For emerging Calgary writer Kelly Kaur, travelling to Bali was a pivotal experience as a newly published novelist. In October 2022, Kelly Kaur’s first novel, Letters to Singapore (Stonehouse Publishing, 2022) made its first international launch (previously launched in Canada) at the Writers and Readers Festival in Ubud, Bali — an annual international festival that features world renowned writers and thinkers such as Fatima Bhutto, Hanya Yanagihara, Teju Cole, and now, Kelly Kaur: “To be able to engage with an international group of peers and readers allowed me not only to share my experiences and challenges as a writer and help others on a similar path as me to learn, but also contributed to my growth as a writer.”

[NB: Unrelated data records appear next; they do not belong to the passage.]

//! The `platform` library exposed to scripts.
//!
//! ```lua
//! platform.os       -- "windows" | "darwin" | "unix"
//! platform.arch     -- "x86-64" | "x86" | "arm32" | "arm64" | ...
//! platform.bundle   -- true when modules are served from a container
//! platform.readall(path) -- file contents, or nil
//! ```

use mlua::{Lua, Table};

/// Operating system name as seen by scripts.
pub fn os_name() -> &'static str {
    if cfg!(windows) {
        "windows"
    } else if cfg!(target_os = "macos") {
        "darwin"
    } else {
        "unix"
    }
}

/// Architecture name as seen by scripts.
pub fn arch_name() -> &'static str {
    match std::env::consts::ARCH {
        "x86_64" => "x86-64",
        "x86" => "x86",
        "arm" => "arm32",
        "aarch64" => "arm64",
        other => other,
    }
}

/// Register `platform` as a global and in `package.loaded`.
pub fn open(lua: &Lua, bundled: bool) -> mlua::Result<()> {
    let platform = lua.create_table()?;

    platform.set(
        "readall",
        lua.create_function(|lua, path: String| match std::fs::read(&path) {
            Ok(data) => lua.create_string(&data).map(Some),
            Err(_) => Ok(None),
        })?,
    )?;
    platform.set("os", os_name())?;
    platform.set("arch", arch_name())?;
    platform.set("bundle", bundled)?;

    let globals = lua.globals();
    let package: Table = globals.get("package")?;
    let loaded: Table = package.get("loaded")?;
    loaded.set("platform", platform.clone())?;
    globals.set("platform", platform)?;
    Ok(())
}
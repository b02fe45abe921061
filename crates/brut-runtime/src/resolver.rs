//! Module resolver hook
//!
//! Serves `require` from a [`ModuleTable`] by registering a native searcher
//! in `package.searchers`. Lookup order for `require(name)`:
//! 1. `package.loaded` (the interpreter's own cache)
//! 2. `package.preload`
//! 3. the bundle
//! 4. `package.path` on disk, then any remaining searchers
//!
//! Names the table does not hold fall through to step 4 untouched.

use std::rc::Rc;

use brut_bundle::ModuleTable;
use mlua::{IntoLuaMulti, Table};
use tracing::debug;

use crate::error::RuntimeError;
use crate::host::{chunk_name, Host};

/// Position of the standard preload searcher in `package.searchers`.
const PRELOAD_SEARCHER: i64 = 1;

/// Outcome of looking a module name up in the bundle.
#[derive(Debug, Clone, Copy, PartialEq, Eq)]
pub enum Resolution<'a> {
    /// The bundle holds this module.
    Bundled(&'a [u8]),
    /// Not bundled; defer to the interpreter's default search.
    Fallback,
}

/// Resolves module names against a shared [`ModuleTable`].
#[derive(Debug, Clone)]
pub struct BundleResolver {
    table: Rc<ModuleTable>,
}

impl BundleResolver {
    pub fn new(table: Rc<ModuleTable>) -> Self {
        Self { table }
    }

    /// Look `name` up in the table.
    pub fn resolve(&self, name: &str) -> Resolution<'_> {
        match self.table.lookup(name) {
            Some(bytes) => Resolution::Bundled(bytes),
            None => Resolution::Fallback,
        }
    }

    /// Register this resolver with `host`'s `require`.
    pub fn install(self, host: &Host) -> Result<(), RuntimeError> {
        let lua = host.lua();

        let searcher = lua
            .create_function(move |lua, name: String| match self.resolve(&name) {
                Resolution::Bundled(bytes) => {
                    debug!(module = %name, bytes = bytes.len(), "serving bundled module");
                    let loader = lua.load(bytes).set_name(chunk_name(&name)).into_function()?;
                    (loader, format!("bundle:{}", name)).into_lua_multi(lua)
                }
                Resolution::Fallback => format!("no entry '{}' in bundle", name).into_lua_multi(lua),
            })
            .map_err(RuntimeError::host)?;

        let package: Table = lua.globals().get("package").map_err(RuntimeError::host)?;
        let searchers: Table = package.get("searchers").map_err(RuntimeError::host)?;
        searchers
            .raw_insert(PRELOAD_SEARCHER + 1, searcher)
            .map_err(RuntimeError::host)?;

        debug!(searchers = searchers.raw_len(), "installed bundle searcher");
        Ok(())
    }
}
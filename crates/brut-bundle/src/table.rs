//! In-memory table of loaded modules.

use crate::format::ENTRY_POINT;

/// Ordered (name, bytes) pairs decoded from a container.
///
/// Built once when a container is loaded and read many times afterwards.
/// Lookup is a linear scan and the first matching name wins.
#[derive(Debug, Clone, Default, PartialEq, Eq)]
pub struct ModuleTable {
    modules: Vec<(String, Vec<u8>)>,
}

impl ModuleTable {
    /// Create an empty table.
    pub fn new() -> Self {
        Self::default()
    }

    /// Create an empty table with room for `capacity` modules.
    pub fn with_capacity(capacity: usize) -> Self {
        Self {
            modules: Vec::with_capacity(capacity),
        }
    }

    /// Append a module.
    pub fn insert(&mut self, name: impl Into<String>, bytes: Vec<u8>) {
        self.modules.push((name.into(), bytes));
    }

    /// Bytes of the first module named `name`.
    pub fn lookup(&self, name: &str) -> Option<&[u8]> {
        self.modules
            .iter()
            .find(|(n, _)| n == name)
            .map(|(_, bytes)| bytes.as_slice())
    }

    /// Whether a module named `name` is present.
    pub fn contains(&self, name: &str) -> bool {
        self.lookup(name).is_some()
    }

    /// The program entry point, if the table has one.
    pub fn entry_point(&self) -> Option<&[u8]> {
        self.lookup(ENTRY_POINT)
    }

    /// Module names in table order.
    pub fn names(&self) -> impl Iterator<Item = &str> {
        self.modules.iter().map(|(n, _)| n.as_str())
    }

    /// (name, bytes) pairs in table order.
    pub fn iter(&self) -> impl Iterator<Item = (&str, &[u8])> {
        self.modules.iter().map(|(n, b)| (n.as_str(), b.as_slice()))
    }

    pub fn len(&self) -> usize {
        self.modules.len()
    }

    pub fn is_empty(&self) -> bool {
        self.modules.is_empty()
    }
}

impl<N: Into<String>> FromIterator<(N, Vec<u8>)> for ModuleTable {
    fn from_iter<I: IntoIterator<Item = (N, Vec<u8>)>>(iter: I) -> Self {
        Self {
            modules: iter.into_iter().map(|(n, b)| (n.into(), b)).collect(),
        }
    }
}
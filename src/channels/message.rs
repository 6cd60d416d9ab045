//! Channel boundary message types

use serde::{Deserialize, Serialize};

/// A raw inbound chat message, reduced to what indexing needs
///
/// `ts` is the platform's origination timestamp as a numeric string of epoch
/// seconds (possibly fractional), exactly as Slack delivers it.
#[derive(Debug, Clone, PartialEq, Serialize, Deserialize)]
pub struct InboundMessage {
    /// Message content (may be empty)
    pub text: String,

    /// Origination timestamp, numeric-string epoch seconds
    pub ts: String,
}

/// An outbound answer addressed to a channel
#[derive(Debug, Clone, Serialize, Deserialize)]
pub struct OutboundMessage {
    /// Target channel ID
    pub channel: String,

    /// Plain text content
    pub text: String,
}
//! Answer engine: retrieve, compose, synthesize

use crate::agent::synthesizer::AnswerSynthesizer;
use crate::error::Result;
use crate::memory::{compose, Retriever};
use std::sync::Arc;

/// Runs the full question-answering pipeline for one query
pub struct AnswerEngine {
    retriever: Arc<Retriever>,
    synthesizer: Arc<dyn AnswerSynthesizer>,
}

impl AnswerEngine {
    /// Create an engine over the given retriever and synthesizer
    pub fn new(retriever: Arc<Retriever>, synthesizer: Arc<dyn AnswerSynthesizer>) -> Self {
        Self {
            retriever,
            synthesizer,
        }
    }

    /// Answer a question from indexed chat history.
    ///
    /// Every failure is scoped to this one query; an empty store still
    /// produces a prompt (with an empty context block) and an answer.
    pub async fn answer(&self, query: &str) -> Result<String> {
        let context = self.retriever.retrieve(query).await?;
        tracing::debug!(
            query = %query,
            context_len = context.len(),
            "Retrieved grounding context"
        );

        let prompt = compose(query, &context);
        let answer = self.synthesizer.synthesize(&prompt).await?;

        tracing::info!(
            query = %query,
            context_len = context.len(),
            answer_len = answer.len(),
            "Answered question"
        );
        Ok(answer)
    }
}
//! Grounding prompt composition
//!
//! `compose` is a pure function: identical inputs produce byte-identical
//! output, and any input (including an empty context) yields well-formed
//! text. The template wording tells the model that the context is
//! recency-sorted and that newer messages win; changes must keep those
//! instructions intact.

use crate::memory::retriever::{RankedContext, DEFAULT_CONTEXT_SIZE};

const CONTEXT_DELIMITER: &str = "---------------------";

/// Render the ranked context and the question into model input text
pub fn compose(query: &str, context: &RankedContext) -> String {
    let mut rendered = String::new();
    for record in &context.records {
        rendered.push_str("when: ");
        rendered.push_str(&record.when);
        rendered.push('\n');
        rendered.push_str(&record.text);
        rendered.push('\n');
    }

    format!(
        "Your context is a series of chat messages. Each one is tagged with 'when:'\n\
         indicating when it was said, followed by a line break and then what was said.\n\
         There can be up to {DEFAULT_CONTEXT_SIZE} chat messages.\n\
         The messages are sorted by recency, so the most recent one is first in the list.\n\
         The most recent messages should take precedence over older ones.\n\
         {CONTEXT_DELIMITER}\n\
         {rendered}\
         {CONTEXT_DELIMITER}\n\
         You are a helpful AI assistant who has been listening to everything everyone\n\
         has been saying. Given the most relevant chat messages above, please answer\n\
         this question: {query}\n"
    )
}

#[cfg(test)]
mod tests {
    use super::*;
    use crate::memory::record::Record;

    fn context(records: Vec<Record>) -> RankedContext {
        RankedContext {
            query: "what did we decide?".to_string(),
            records,
        }
    }

    #[test]
    fn test_compose_is_deterministic() {
        let ctx = context(vec![
            Record::new("ship it", vec![1.0], "2023-06-02 10:00:00"),
            Record::new("hold off", vec![1.0], "2023-06-01 10:00:00"),
        ]);

        let first = compose(&ctx.query, &ctx);
        let second = compose(&ctx.query, &ctx);
        assert_eq!(first, second);
    }

    #[test]
    fn test_compose_renders_records_in_context_order() {
        let ctx = context(vec![
            Record::new("newest", vec![1.0], "2023-06-03 10:00:00"),
            Record::new("middle", vec![1.0], "2023-06-02 10:00:00"),
            Record::new("oldest", vec![1.0], "2023-06-01 10:00:00"),
        ]);

        let prompt = compose(&ctx.query, &ctx);
        let newest = prompt.find("newest").unwrap();
        let middle = prompt.find("middle").unwrap();
        let oldest = prompt.find("oldest").unwrap();
        assert!(newest < middle && middle < oldest);
        assert!(prompt.contains("when: 2023-06-03 10:00:00\nnewest\n"));
    }

    #[test]
    fn test_compose_empty_context_is_well_formed() {
        let ctx = context(vec![]);
        let prompt = compose(&ctx.query, &ctx);

        assert!(prompt.contains("what did we decide?"));
        assert!(prompt.contains(&format!("{CONTEXT_DELIMITER}\n{CONTEXT_DELIMITER}")));
        assert!(prompt.contains("sorted by recency"));
    }

    #[test]
    fn test_compose_keeps_recency_instructions() {
        let ctx = context(vec![Record::new("a", vec![1.0], "2023-06-01 10:00:00")]);
        let prompt = compose(&ctx.query, &ctx);

        assert!(prompt.contains("the most recent one is first in the list"));
        assert!(prompt.contains("take precedence over older ones"));
        assert!(prompt.contains("up to 20 chat messages"));
    }

    #[test]
    fn test_compose_preserves_message_text_verbatim() {
        let ctx = context(vec![Record::new(
            "multi\nline message",
            vec![1.0],
            "2023-06-01 10:00:00",
        )]);
        let prompt = compose(&ctx.query, &ctx);
        assert!(prompt.contains("multi\nline message"));
    }
}
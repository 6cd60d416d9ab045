//! Inbound event dispatch
//!
//! Every Slack event resolves to one of three actions: answer a question
//! addressed to the bot, index an ordinary message, or ignore. Planning is a
//! pure function so the routing rules are testable without any I/O; the
//! dispatcher then runs the side effects. Failures are scoped to the one
//! event that caused them.

use crate::agent::AnswerEngine;
use crate::channels::{
    extract_message, extract_query, InboundMessage, MessageEvent, OutboundMessage, SlackClient,
};
use crate::error::Error;
use crate::memory::Indexer;
use std::sync::Arc;

/// What to do with one inbound event
#[derive(Debug, Clone, PartialEq)]
pub enum EventAction {
    /// The bot was asked a question; answer into the given channel
    Answer {
        /// Extracted question text
        query: String,
        /// Channel to post the answer to
        channel: String,
    },
    /// An ordinary message; index it
    Index(InboundMessage),
    /// Nothing to do (bot echo, unusable payload)
    Ignore {
        /// Why the event was skipped
        reason: String,
    },
}

/// Decide what to do with an event. Pure; no side effects.
pub fn plan_event(event: &MessageEvent, bot_user_id: &str) -> EventAction {
    // Never react to bot traffic, including our own answers.
    if event.bot_id.is_some() {
        return EventAction::Ignore {
            reason: "bot message".to_string(),
        };
    }
    if event.user.as_deref() == Some(bot_user_id) {
        return EventAction::Ignore {
            reason: "own message".to_string(),
        };
    }

    if let Some(query) = extract_query(event, bot_user_id) {
        return match &event.channel {
            Some(channel) => EventAction::Answer {
                query,
                channel: channel.clone(),
            },
            None => EventAction::Ignore {
                reason: "mention without channel".to_string(),
            },
        };
    }

    match extract_message(event) {
        Ok(message) => EventAction::Index(message),
        Err(e) => EventAction::Ignore {
            reason: e.to_string(),
        },
    }
}

/// Runs the side effects decided by `plan_event`
pub struct EventDispatcher {
    indexer: Arc<Indexer>,
    engine: Arc<AnswerEngine>,
    slack: Arc<SlackClient>,
    bot_user_id: String,
}

impl EventDispatcher {
    /// Create a dispatcher wired to the indexing and answering pipelines
    pub fn new(
        indexer: Arc<Indexer>,
        engine: Arc<AnswerEngine>,
        slack: Arc<SlackClient>,
        bot_user_id: String,
    ) -> Self {
        Self {
            indexer,
            engine,
            slack,
            bot_user_id,
        }
    }

    /// Handle one event to completion
    pub async fn dispatch(&self, event: MessageEvent) {
        match plan_event(&event, &self.bot_user_id) {
            EventAction::Answer { query, channel } => {
                tracing::info!(query = %query, channel = %channel, "Answering question");
                match self.engine.answer(&query).await {
                    Ok(answer) => {
                        let outbound = OutboundMessage {
                            channel,
                            text: answer,
                        };
                        if let Err(e) = self.slack.post_message(&outbound).await {
                            tracing::error!("Failed to deliver answer: {}", e);
                        }
                    }
                    // No retry here: a duplicate answer in the channel is
                    // worse than a missing one.
                    Err(e) => tracing::error!(query = %query, "Failed to answer: {}", e),
                }
            }
            EventAction::Index(message) => match self.indexer.index(&message).await {
                Ok(record) => tracing::info!(id = %record.id, "Stored message"),
                Err(Error::MalformedMessage(reason)) => {
                    tracing::warn!("Dropped malformed message: {}", reason);
                }
                Err(e) => tracing::error!("Failed to index message: {}", e),
            },
            EventAction::Ignore { reason } => {
                tracing::debug!(reason = %reason, "Ignoring event");
            }
        }
    }
}
//! Message ingestion: raw inbound message → stored record

use crate::channels::InboundMessage;
use crate::error::{Error, Result};
use crate::memory::embedding::EmbeddingProvider;
use crate::memory::record::{format_when, Record};
use crate::memory::store::RecordStore;
use std::sync::Arc;

/// Attempts at inserting with a fresh id before giving up
const MAX_INSERT_ATTEMPTS: usize = 3;

/// Turns inbound messages into stored records
pub struct Indexer {
    store: Arc<dyn RecordStore>,
    embedder: Arc<dyn EmbeddingProvider>,
}

impl Indexer {
    /// Create an indexer over the given store and embedding provider
    pub fn new(store: Arc<dyn RecordStore>, embedder: Arc<dyn EmbeddingProvider>) -> Self {
        Self { store, embedder }
    }

    /// Index one message: validate, canonicalize the timestamp, embed, insert.
    ///
    /// The timestamp is converted to its canonical form exactly once, here.
    /// The embedding is computed before any insert so a provider failure
    /// leaves the store untouched. An id collision on insert is retried with
    /// a fresh id; persistent storage faults surface to the caller.
    pub async fn index(&self, message: &InboundMessage) -> Result<Record> {
        let epoch_secs: f64 = message.ts.trim().parse().map_err(|_| {
            Error::MalformedMessage(format!("timestamp is not numeric: {:?}", message.ts))
        })?;
        let when = format_when(epoch_secs)?;

        let embedding = self.embedder.embed(&message.text).await?;
        let mut record = Record::new(message.text.clone(), embedding, when);

        let mut attempts = 0;
        loop {
            match self.store.insert(record.clone()).await {
                Ok(()) => {
                    tracing::debug!(id = %record.id, when = %record.when, "Indexed message");
                    return Ok(record);
                }
                Err(Error::Storage(reason)) => {
                    attempts += 1;
                    if attempts >= MAX_INSERT_ATTEMPTS {
                        return Err(Error::Storage(reason));
                    }
                    tracing::warn!(
                        id = %record.id,
                        attempt = attempts,
                        "Insert failed ({}), retrying with a fresh id",
                        reason
                    );
                    record.refresh_id();
                }
                Err(e) => return Err(e),
            }
        }
    }
}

Letters to Singapore borrows from Kaur’s firsthand experiences as a woman uprooting her life in Singapore and moving to Calgary to study at the University of Calgary in the ’80s and ’90s. The novel explores the main character’s experiences of being an immigrant, a student and a woman finding her identity. Just as the experiences of the women in Kaur’s novel are universal and echo the experiences of many women around the world, Kaur also discovered while attending the festival that many of her experiences and challenges as an emerging writer were also common with other writers. “Having the success of my launch and presentation at the festival has helped me become more comfortable and self-assured in sharing my journey as a writer and being able to support communities of writers around the world.”

 

“Before, I often didn’t have the courage to apply for arts funding because I lacked confidence. Receiving funding from CADA gave me a sense of confidence and credibility that has both metaphorically and literally expanded my world as a writer.” After returning from the festival, Kaur has felt her drive to write increase and has had a number of pieces accepted for publication in upcoming international anthologies, including two poems on human rights that have been accepted into a travelling exhibit that is part of the 2023 International Human Rights Art Festival (North Dakota, USA), and also three poems and two non-fiction pieces that will be featured in upcoming international and Canadian anthologies.

 

Kaur has also recently been shortlisted as one of 75 immigrants from across the country for Western Union’s 15th Annual Top 25 Immigrant Awards. “This is all because of my writing journey, and I am feeling very emotional and grateful. The validation I felt being accepted for the Calgary Arts Development (CADA) micro-grant program said to me that not only was I being seen, but that I bring value to the Alberta and Calgary arts community.”